▶ **TASK OBJECTIVE**:
Please report, as a single number, how many lines in the entries include the string "character".

[Stored data]
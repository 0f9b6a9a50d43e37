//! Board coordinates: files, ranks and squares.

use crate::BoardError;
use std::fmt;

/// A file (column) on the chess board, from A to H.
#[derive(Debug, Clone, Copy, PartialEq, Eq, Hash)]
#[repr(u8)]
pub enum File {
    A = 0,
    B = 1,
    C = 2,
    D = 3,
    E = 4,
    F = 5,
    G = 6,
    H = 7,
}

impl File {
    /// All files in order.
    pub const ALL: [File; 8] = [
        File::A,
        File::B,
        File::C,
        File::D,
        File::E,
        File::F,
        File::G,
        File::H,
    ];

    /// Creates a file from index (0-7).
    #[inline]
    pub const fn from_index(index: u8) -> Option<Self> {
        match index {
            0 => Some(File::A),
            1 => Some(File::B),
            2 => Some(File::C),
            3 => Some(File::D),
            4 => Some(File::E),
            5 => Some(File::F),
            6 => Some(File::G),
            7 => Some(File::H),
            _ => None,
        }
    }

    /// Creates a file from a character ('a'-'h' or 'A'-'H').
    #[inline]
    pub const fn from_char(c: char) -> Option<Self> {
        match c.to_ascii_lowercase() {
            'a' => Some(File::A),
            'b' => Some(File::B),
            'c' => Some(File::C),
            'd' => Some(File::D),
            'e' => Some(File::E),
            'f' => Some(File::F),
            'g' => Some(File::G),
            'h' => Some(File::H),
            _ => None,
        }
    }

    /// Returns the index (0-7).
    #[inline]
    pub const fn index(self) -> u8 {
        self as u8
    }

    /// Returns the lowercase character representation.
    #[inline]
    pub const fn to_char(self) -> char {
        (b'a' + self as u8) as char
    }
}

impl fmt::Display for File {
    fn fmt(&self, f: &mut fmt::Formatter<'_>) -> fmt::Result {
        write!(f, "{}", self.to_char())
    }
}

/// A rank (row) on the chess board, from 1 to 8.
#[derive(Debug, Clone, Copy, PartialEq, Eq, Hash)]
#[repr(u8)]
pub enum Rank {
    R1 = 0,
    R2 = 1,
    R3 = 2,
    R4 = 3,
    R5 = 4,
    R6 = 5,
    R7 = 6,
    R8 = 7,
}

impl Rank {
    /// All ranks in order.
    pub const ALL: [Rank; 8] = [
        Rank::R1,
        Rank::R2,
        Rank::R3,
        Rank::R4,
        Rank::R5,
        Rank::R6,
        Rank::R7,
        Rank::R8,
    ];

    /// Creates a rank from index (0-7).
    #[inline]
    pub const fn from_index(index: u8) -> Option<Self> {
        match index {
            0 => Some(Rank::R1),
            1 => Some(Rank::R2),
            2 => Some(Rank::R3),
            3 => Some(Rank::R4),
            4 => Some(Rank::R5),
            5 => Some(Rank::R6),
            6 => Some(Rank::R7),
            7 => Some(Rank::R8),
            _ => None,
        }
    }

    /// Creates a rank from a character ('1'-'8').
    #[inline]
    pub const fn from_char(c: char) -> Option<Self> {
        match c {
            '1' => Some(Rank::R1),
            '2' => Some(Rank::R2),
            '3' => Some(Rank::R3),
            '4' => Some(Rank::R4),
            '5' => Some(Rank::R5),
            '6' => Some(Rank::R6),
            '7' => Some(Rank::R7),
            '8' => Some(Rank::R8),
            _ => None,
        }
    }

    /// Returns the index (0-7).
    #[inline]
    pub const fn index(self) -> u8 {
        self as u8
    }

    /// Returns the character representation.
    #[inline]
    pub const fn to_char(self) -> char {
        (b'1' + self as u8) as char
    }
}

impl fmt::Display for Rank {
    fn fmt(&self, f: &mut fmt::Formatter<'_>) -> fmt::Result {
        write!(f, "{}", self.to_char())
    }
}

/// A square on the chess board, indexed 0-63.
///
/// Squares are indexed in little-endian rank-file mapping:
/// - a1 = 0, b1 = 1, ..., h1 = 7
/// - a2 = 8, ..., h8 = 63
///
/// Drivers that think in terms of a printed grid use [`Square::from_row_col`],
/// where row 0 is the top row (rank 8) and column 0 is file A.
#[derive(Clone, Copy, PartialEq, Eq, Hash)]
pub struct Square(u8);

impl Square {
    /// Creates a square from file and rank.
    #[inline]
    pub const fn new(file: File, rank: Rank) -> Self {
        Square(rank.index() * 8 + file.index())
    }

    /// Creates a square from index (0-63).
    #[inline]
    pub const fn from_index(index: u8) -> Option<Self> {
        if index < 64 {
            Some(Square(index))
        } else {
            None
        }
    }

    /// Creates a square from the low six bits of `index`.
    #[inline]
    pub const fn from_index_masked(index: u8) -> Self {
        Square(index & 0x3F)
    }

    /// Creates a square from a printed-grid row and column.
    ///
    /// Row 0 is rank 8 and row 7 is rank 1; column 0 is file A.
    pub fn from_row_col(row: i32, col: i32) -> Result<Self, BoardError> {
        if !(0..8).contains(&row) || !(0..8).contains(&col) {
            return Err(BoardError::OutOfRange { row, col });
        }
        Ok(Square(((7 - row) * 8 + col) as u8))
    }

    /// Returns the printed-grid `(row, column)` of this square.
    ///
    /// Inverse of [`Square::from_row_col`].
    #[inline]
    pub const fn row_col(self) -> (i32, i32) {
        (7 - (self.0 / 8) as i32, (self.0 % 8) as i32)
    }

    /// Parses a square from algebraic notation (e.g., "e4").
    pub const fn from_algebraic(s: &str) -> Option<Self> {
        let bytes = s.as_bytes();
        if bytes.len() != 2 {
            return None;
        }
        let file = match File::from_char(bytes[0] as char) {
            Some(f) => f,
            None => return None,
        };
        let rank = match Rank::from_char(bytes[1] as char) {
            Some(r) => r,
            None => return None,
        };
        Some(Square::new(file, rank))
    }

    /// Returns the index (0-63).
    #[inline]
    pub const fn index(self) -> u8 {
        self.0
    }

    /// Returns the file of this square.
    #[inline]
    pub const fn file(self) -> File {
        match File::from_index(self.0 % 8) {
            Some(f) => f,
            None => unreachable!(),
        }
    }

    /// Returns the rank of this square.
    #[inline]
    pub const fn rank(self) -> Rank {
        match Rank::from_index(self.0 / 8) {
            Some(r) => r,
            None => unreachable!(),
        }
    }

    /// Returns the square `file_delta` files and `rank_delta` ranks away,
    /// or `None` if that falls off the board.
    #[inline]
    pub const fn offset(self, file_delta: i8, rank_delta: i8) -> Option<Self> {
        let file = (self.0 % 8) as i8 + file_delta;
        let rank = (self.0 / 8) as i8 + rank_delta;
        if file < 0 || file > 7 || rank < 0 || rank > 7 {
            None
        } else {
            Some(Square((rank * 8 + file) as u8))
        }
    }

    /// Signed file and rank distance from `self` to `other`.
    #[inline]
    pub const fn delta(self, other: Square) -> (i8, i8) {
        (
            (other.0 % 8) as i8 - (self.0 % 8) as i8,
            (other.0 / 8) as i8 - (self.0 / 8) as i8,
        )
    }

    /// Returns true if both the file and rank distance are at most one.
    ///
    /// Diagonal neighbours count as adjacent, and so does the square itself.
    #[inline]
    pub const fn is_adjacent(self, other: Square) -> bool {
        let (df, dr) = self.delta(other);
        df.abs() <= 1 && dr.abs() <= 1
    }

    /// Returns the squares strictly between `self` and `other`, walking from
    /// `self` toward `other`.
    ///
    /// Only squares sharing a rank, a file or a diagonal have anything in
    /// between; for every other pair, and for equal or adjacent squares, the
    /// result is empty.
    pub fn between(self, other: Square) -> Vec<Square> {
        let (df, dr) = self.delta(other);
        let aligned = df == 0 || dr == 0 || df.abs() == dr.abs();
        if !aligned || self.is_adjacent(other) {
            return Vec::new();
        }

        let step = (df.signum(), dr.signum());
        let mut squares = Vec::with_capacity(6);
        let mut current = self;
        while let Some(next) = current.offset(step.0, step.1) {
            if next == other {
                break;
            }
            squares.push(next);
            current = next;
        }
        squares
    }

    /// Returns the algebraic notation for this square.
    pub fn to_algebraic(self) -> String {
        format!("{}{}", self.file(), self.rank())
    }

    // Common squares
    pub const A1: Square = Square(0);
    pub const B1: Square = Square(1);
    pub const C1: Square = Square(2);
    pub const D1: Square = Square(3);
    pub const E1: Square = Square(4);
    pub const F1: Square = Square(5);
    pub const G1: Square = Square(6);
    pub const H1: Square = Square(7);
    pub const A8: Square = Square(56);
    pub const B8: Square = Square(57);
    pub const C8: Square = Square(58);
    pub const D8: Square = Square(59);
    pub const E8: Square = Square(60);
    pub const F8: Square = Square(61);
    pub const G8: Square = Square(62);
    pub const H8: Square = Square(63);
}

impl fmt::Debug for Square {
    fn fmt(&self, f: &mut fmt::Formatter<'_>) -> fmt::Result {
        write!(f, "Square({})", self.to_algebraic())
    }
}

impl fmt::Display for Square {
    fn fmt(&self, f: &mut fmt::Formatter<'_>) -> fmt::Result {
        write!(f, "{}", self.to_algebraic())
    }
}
* * *
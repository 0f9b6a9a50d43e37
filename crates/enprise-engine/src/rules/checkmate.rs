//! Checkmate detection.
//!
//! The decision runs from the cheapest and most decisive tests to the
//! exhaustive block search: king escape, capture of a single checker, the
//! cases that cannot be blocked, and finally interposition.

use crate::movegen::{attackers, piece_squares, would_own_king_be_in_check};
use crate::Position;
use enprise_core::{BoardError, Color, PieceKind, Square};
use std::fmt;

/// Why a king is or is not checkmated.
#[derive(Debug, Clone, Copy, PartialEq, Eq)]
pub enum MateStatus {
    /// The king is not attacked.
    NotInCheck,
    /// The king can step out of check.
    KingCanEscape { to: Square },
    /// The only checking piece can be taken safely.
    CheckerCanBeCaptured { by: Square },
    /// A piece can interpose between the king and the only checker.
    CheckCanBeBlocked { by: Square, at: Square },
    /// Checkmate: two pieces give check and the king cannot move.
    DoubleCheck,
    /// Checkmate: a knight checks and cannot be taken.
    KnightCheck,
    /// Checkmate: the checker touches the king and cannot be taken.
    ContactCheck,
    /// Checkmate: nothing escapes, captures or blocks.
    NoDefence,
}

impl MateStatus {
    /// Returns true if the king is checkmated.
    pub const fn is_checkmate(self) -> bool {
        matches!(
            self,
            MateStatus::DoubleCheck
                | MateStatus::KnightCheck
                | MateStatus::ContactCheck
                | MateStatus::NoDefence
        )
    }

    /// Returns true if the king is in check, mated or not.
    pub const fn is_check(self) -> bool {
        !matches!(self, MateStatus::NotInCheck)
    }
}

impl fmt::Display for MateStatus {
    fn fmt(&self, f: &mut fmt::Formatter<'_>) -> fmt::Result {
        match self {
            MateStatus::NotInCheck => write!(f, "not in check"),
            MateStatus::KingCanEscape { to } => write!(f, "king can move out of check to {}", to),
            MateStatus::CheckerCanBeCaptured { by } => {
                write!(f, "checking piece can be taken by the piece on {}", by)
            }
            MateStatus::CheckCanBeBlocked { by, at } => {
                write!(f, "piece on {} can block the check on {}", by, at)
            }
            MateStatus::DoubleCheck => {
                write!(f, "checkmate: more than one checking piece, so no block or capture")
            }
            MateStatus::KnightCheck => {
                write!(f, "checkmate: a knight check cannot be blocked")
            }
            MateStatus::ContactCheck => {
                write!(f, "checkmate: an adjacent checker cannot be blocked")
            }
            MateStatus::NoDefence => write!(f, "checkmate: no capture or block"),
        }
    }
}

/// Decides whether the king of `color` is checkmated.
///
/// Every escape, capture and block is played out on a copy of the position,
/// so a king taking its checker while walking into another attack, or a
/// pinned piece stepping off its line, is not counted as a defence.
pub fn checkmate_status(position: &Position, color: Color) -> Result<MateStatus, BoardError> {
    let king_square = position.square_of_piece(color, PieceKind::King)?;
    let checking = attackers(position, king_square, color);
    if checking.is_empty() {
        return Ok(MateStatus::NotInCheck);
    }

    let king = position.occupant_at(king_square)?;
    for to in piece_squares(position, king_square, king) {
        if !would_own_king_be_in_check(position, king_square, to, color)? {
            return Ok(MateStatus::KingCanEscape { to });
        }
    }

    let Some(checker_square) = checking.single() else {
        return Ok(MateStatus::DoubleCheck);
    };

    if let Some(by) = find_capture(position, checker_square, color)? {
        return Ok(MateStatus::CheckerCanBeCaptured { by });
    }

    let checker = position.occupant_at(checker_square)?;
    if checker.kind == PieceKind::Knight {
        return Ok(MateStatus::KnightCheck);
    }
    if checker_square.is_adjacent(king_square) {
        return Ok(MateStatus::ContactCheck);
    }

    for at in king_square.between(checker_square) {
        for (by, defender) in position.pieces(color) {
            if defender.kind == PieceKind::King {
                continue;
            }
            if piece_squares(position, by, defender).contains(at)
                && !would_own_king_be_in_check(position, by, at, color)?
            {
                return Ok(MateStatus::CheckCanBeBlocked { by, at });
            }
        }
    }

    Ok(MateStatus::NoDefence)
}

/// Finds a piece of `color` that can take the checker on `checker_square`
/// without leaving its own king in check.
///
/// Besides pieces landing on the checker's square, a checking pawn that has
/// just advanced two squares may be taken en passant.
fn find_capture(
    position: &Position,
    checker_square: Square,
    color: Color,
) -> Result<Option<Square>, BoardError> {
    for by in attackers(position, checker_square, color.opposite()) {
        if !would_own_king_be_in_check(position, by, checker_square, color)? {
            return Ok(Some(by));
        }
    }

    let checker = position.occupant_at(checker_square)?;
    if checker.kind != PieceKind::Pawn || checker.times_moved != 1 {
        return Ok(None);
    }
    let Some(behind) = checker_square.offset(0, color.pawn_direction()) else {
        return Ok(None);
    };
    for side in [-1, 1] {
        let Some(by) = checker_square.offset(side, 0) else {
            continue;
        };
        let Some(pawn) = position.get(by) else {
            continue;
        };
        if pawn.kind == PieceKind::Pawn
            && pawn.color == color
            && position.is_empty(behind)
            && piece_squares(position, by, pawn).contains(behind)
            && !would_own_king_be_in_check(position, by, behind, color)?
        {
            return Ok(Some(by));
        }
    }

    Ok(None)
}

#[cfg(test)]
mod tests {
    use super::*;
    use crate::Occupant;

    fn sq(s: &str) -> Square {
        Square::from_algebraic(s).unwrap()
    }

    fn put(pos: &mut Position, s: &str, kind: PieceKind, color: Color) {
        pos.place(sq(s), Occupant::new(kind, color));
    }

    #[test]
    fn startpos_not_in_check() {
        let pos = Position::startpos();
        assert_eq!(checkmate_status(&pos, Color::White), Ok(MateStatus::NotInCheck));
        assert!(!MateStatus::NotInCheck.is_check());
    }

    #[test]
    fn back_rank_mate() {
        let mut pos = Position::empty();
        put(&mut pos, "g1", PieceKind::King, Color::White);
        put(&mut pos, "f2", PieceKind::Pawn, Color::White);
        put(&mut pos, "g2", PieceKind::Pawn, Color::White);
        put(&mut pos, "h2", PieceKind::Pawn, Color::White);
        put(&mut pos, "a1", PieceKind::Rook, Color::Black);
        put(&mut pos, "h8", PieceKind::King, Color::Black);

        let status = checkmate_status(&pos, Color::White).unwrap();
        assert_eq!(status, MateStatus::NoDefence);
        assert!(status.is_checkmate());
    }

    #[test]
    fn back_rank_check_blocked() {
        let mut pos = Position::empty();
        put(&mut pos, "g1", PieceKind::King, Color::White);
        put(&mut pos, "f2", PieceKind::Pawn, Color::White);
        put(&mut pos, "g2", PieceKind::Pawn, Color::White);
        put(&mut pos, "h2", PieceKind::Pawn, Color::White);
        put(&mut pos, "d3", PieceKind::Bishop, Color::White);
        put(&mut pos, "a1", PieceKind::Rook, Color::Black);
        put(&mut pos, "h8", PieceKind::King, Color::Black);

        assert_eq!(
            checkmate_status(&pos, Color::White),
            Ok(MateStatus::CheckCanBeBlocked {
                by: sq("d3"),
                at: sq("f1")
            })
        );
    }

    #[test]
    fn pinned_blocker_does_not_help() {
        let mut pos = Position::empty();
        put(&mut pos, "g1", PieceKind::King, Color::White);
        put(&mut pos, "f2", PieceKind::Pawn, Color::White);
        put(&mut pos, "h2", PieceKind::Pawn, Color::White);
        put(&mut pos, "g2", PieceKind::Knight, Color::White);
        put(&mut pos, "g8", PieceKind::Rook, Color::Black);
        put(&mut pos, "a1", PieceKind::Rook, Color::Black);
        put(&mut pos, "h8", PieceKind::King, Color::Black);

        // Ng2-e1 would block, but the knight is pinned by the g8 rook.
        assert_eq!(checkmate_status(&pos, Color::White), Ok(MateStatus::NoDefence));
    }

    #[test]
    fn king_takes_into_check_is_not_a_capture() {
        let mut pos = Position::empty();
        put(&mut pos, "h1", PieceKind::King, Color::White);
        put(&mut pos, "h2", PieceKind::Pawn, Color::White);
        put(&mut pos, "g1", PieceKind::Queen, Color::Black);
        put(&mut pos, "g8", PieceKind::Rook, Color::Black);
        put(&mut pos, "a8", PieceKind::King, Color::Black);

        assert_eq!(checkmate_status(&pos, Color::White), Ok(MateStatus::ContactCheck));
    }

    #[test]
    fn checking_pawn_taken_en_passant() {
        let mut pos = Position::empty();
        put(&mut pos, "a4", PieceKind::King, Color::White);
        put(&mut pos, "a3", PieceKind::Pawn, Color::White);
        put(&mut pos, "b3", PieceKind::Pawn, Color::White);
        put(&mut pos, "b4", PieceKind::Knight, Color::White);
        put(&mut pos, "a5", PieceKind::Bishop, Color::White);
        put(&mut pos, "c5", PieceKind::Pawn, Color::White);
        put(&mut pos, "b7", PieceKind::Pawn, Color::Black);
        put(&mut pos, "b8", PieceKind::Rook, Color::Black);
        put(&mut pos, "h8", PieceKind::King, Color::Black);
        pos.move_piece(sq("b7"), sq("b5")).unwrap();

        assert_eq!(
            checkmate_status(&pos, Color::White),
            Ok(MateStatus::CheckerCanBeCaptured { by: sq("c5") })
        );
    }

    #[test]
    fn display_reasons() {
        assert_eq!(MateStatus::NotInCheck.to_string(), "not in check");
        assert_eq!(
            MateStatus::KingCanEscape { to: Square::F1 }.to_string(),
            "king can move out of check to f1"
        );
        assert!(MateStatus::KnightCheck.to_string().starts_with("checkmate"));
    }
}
---
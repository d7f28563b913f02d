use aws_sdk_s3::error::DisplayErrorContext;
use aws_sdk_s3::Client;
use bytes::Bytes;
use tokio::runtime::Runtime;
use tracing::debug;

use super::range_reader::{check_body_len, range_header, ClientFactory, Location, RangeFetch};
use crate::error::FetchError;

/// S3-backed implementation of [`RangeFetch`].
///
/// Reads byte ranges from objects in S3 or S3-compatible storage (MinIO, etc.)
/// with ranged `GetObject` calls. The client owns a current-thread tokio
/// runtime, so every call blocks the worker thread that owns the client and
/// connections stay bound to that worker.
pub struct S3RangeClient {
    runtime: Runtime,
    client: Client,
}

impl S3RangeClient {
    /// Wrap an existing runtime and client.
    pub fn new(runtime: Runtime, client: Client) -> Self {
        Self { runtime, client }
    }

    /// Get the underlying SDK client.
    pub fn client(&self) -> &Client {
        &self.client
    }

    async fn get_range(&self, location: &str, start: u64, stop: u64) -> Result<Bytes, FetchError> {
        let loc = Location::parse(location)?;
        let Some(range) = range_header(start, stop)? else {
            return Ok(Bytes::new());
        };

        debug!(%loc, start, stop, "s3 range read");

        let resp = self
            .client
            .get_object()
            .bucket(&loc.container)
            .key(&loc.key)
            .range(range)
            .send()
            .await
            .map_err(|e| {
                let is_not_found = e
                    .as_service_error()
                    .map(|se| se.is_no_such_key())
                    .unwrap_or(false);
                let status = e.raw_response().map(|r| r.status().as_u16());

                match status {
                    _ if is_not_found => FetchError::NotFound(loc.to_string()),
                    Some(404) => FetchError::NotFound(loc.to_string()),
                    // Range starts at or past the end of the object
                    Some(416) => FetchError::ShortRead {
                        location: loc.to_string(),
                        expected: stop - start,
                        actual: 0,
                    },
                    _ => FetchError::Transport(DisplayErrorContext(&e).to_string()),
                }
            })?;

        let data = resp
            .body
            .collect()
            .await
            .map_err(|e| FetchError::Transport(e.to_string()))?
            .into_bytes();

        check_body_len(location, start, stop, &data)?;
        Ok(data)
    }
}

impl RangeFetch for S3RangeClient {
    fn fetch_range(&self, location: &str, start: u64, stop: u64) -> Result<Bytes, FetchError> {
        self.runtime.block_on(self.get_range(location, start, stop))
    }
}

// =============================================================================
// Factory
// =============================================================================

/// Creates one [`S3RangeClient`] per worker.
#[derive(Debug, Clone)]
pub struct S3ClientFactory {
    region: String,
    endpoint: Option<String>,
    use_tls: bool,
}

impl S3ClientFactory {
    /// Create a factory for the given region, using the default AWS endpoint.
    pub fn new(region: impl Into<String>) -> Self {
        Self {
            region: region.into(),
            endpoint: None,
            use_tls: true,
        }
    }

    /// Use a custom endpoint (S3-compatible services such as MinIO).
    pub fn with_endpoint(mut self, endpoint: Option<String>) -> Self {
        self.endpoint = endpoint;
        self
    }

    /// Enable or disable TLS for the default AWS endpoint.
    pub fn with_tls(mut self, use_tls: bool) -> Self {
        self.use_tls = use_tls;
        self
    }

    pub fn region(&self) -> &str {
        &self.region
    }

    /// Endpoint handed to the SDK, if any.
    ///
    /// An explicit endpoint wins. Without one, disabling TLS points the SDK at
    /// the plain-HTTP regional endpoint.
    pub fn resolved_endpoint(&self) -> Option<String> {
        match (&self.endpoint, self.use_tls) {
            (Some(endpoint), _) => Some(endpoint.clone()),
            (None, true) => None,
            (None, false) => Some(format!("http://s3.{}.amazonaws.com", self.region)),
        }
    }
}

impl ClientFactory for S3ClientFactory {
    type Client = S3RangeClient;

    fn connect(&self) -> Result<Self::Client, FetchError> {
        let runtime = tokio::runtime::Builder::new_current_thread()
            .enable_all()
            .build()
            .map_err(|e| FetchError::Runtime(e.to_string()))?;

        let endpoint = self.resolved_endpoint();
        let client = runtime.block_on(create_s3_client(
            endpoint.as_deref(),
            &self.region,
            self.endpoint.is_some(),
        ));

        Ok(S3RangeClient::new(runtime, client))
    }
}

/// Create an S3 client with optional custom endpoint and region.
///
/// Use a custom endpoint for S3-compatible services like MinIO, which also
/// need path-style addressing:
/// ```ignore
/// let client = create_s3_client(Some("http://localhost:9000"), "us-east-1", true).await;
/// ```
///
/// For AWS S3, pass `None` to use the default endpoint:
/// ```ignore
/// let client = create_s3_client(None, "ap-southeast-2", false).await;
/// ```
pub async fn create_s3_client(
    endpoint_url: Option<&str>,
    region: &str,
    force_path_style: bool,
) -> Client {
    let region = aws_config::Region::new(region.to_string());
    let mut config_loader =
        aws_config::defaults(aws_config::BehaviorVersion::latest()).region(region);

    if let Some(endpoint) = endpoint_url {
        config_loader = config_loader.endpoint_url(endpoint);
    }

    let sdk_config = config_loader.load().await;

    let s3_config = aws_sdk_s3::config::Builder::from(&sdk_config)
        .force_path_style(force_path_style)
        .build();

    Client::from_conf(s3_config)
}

▶ **ANSWER BELOW**:
4